● **Work instruction**:
Your task is to find every line of the data that holds the string "handshake" and copy it.

[Dataset entries]

>>>

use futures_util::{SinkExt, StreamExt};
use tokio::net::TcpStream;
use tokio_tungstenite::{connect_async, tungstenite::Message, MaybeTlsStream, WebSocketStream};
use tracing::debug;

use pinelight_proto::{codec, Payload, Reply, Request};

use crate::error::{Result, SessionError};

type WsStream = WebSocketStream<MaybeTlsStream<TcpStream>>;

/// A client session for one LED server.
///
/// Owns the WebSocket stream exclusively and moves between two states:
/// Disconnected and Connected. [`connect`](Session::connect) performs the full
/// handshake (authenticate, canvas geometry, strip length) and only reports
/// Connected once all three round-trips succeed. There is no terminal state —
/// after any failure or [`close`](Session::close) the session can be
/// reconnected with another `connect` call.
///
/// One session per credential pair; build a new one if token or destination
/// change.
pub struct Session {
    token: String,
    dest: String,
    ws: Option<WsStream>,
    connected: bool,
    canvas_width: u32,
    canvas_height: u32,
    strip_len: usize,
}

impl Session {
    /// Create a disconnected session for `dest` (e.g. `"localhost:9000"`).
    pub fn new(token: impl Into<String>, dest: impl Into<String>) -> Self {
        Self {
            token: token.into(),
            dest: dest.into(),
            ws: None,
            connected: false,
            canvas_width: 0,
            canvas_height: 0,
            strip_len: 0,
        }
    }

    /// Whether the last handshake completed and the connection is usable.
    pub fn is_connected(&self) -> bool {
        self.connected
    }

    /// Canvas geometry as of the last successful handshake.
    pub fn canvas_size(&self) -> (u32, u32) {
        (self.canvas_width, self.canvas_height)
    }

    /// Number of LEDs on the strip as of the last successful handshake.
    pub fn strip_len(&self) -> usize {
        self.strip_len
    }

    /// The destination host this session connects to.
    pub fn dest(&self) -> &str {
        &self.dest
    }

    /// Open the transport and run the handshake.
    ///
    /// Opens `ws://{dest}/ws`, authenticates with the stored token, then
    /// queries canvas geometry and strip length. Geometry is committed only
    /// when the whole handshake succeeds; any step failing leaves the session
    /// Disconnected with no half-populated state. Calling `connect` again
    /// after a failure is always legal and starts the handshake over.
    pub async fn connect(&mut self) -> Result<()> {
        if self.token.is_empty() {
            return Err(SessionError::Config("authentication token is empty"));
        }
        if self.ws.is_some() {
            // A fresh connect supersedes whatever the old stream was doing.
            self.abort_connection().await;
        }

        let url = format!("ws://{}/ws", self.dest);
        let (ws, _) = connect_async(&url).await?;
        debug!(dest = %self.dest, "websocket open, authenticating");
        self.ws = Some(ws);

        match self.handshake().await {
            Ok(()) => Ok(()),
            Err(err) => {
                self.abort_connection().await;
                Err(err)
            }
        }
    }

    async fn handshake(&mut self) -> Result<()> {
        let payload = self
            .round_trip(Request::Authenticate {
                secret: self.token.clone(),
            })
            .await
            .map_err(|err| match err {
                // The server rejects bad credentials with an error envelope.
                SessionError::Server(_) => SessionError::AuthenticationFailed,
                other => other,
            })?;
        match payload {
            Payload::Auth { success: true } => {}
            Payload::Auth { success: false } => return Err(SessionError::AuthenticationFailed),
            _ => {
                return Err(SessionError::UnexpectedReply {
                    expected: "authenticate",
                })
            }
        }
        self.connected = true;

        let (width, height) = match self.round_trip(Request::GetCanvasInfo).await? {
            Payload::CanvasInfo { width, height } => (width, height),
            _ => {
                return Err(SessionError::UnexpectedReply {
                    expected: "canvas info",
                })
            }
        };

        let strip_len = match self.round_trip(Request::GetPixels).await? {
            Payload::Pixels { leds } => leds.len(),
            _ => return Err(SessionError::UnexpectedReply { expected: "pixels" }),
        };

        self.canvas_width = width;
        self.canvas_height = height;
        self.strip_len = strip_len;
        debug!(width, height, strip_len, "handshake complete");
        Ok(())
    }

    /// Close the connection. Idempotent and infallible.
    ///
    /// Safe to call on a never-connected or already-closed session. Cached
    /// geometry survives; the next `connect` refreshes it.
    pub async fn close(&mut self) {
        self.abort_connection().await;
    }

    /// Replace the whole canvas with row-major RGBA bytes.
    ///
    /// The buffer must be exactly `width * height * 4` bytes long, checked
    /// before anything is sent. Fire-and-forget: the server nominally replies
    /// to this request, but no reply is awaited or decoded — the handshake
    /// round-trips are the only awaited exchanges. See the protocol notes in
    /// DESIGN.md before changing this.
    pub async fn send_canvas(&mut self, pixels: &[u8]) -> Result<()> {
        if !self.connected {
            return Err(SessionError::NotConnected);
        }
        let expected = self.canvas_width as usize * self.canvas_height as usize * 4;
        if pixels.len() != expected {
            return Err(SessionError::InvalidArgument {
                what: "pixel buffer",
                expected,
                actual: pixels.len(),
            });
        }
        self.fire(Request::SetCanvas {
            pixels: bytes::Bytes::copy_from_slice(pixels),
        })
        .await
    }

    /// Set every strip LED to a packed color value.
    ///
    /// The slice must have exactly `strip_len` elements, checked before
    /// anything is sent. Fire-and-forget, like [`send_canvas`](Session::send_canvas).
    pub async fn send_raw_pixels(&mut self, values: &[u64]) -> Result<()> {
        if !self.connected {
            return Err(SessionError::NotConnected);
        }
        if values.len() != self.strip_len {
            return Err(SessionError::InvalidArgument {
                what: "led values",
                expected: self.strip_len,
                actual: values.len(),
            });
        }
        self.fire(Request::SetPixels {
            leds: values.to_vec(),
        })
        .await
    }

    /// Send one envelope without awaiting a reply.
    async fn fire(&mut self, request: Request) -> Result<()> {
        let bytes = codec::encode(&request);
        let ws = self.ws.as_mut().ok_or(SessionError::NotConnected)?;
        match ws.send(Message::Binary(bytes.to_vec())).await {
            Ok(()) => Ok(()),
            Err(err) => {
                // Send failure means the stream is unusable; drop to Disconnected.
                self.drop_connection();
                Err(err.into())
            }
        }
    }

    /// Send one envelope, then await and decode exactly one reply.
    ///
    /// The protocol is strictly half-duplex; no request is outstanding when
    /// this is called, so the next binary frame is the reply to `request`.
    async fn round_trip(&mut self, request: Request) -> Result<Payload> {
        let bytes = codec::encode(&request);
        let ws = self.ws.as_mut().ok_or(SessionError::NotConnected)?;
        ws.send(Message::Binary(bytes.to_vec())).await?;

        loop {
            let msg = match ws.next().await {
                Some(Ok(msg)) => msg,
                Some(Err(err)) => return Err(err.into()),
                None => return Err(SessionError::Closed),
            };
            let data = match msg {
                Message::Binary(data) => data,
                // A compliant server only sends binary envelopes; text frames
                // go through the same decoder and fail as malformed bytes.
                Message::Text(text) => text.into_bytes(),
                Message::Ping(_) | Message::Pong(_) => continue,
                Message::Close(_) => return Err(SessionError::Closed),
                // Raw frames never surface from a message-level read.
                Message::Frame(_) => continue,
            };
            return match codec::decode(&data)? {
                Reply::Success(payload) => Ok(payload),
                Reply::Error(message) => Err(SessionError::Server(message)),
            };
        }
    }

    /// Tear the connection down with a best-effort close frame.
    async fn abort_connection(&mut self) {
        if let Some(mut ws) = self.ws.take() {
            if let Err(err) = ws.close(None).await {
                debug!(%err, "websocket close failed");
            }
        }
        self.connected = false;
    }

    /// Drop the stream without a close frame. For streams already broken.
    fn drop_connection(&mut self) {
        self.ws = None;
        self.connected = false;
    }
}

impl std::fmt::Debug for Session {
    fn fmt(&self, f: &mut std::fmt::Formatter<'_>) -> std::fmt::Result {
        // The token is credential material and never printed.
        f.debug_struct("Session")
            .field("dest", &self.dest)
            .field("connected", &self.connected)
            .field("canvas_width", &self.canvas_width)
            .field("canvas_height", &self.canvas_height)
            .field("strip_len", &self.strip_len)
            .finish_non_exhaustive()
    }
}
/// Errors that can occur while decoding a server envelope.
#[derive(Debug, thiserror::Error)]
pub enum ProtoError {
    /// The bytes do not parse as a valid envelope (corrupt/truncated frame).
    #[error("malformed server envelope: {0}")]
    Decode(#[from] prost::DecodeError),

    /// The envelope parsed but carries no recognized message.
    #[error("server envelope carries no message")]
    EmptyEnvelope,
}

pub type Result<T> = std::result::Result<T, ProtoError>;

<<<

● **Completed task**:
/// handshake (authenticate, canvas geometry, strip length) and only reports
    /// Whether the last handshake completed and the connection is usable.
    /// Canvas geometry as of the last successful handshake.
    /// Number of LEDs on the strip as of the last successful handshake.
    /// Open the transport and run the handshake.
    /// when the whole handshake succeeds; any step failing leaves the session
    /// after a failure is always legal and starts the handshake over.
        match self.handshake().await {
    async fn handshake(&mut self) -> Result<()> {
        debug!(width, height, strip_len, "handshake complete");
    /// to this request, but no reply is awaited or decoded — the handshake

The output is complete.